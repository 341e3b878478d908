//! Relational vector backend (Postgres + pgvector).
//!
//! This store accepts caller-supplied primary keys, so document ids are
//! minted client-side before insert. Deletes and ACL updates are true
//! batched statements: one round trip per batch. Provisioning (vector
//! extension, documents table, HNSW index) is an idempotent one-time step
//! outside the per-cycle hot path.

use anyhow::{Context, Result};
use async_trait::async_trait;
use sqlx::postgres::{PgPool, PgPoolOptions};
use tracing::debug;
use uuid::Uuid;

use crate::config::RelationalConfig;
use crate::models::VectorDocument;

use super::VectorBackend;

pub struct RelationalBackend {
    pool: PgPool,
    dims: usize,
}

impl RelationalBackend {
    pub async fn connect(config: &RelationalConfig, dims: usize) -> Result<Self> {
        let pool = PgPoolOptions::new()
            .max_connections(5)
            .connect(&config.url)
            .await
            .with_context(|| "Failed to connect to relational vector store")?;

        Ok(Self { pool, dims })
    }

    /// Parse stored vector ids back into UUIDs, skipping (and logging)
    /// anything malformed rather than failing the batch.
    fn parse_ids(ids: &[String]) -> Vec<Uuid> {
        ids.iter()
            .filter_map(|id| match Uuid::parse_str(id) {
                Ok(uuid) => Some(uuid),
                Err(_) => {
                    debug!(id, "skipping malformed vector id");
                    None
                }
            })
            .collect()
    }
}

#[async_trait]
impl VectorBackend for RelationalBackend {
    fn name(&self) -> &str {
        "relational"
    }

    async fn ensure_ready(&self) -> Result<()> {
        sqlx::query("CREATE EXTENSION IF NOT EXISTS vector")
            .execute(&self.pool)
            .await?;

        sqlx::query(&format!(
            r#"
            CREATE TABLE IF NOT EXISTS documents (
                id UUID PRIMARY KEY,
                content TEXT NOT NULL,
                embedding vector({}) NOT NULL,
                metadata JSONB NOT NULL
            )
            "#,
            self.dims
        ))
        .execute(&self.pool)
        .await?;

        sqlx::query(
            "CREATE INDEX IF NOT EXISTS documents_embedding_idx \
             ON documents USING hnsw (embedding vector_cosine_ops)",
        )
        .execute(&self.pool)
        .await?;

        Ok(())
    }

    async fn index(&self, document: &VectorDocument) -> Result<String> {
        let id = Uuid::new_v4();
        let embedding = vector_literal(&document.vector);
        let metadata = serde_json::to_value(&document.metadata)?;

        sqlx::query(
            "INSERT INTO documents (id, content, embedding, metadata) \
             VALUES ($1, $2, $3::vector, $4)",
        )
        .bind(id)
        .bind(&document.text)
        .bind(embedding)
        .bind(metadata)
        .execute(&self.pool)
        .await?;

        Ok(id.to_string())
    }

    async fn bulk_delete(&self, ids: &[String]) -> Result<()> {
        let uuids = Self::parse_ids(ids);
        if uuids.is_empty() {
            return Ok(());
        }

        let result = sqlx::query("DELETE FROM documents WHERE id = ANY($1)")
            .bind(&uuids)
            .execute(&self.pool)
            .await?;

        let missing = uuids.len() as u64 - result.rows_affected();
        if missing > 0 {
            debug!(missing, "some documents were already absent");
        }
        Ok(())
    }

    async fn bulk_update_acl(&self, ids: &[String], acl: &[String]) -> Result<()> {
        let uuids = Self::parse_ids(ids);
        if uuids.is_empty() {
            return Ok(());
        }

        let fragment = serde_json::to_value(acl)?;
        sqlx::query(
            "UPDATE documents SET metadata = jsonb_set(metadata, '{acl}', $1) \
             WHERE id = ANY($2)",
        )
        .bind(fragment)
        .bind(&uuids)
        .execute(&self.pool)
        .await?;

        Ok(())
    }
}

/// Render a pgvector literal: `[0.1,0.2,...]`.
fn vector_literal(vector: &[f32]) -> String {
    let mut out = String::with_capacity(vector.len() * 10 + 2);
    out.push('[');
    for (i, v) in vector.iter().enumerate() {
        if i > 0 {
            out.push(',');
        }
        out.push_str(&v.to_string());
    }
    out.push(']');
    out
}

• • • •

- REQUIREMENT
How many lines of the listing above hold "missing"? Answer with the number alone.

- TASK OUTPUT
3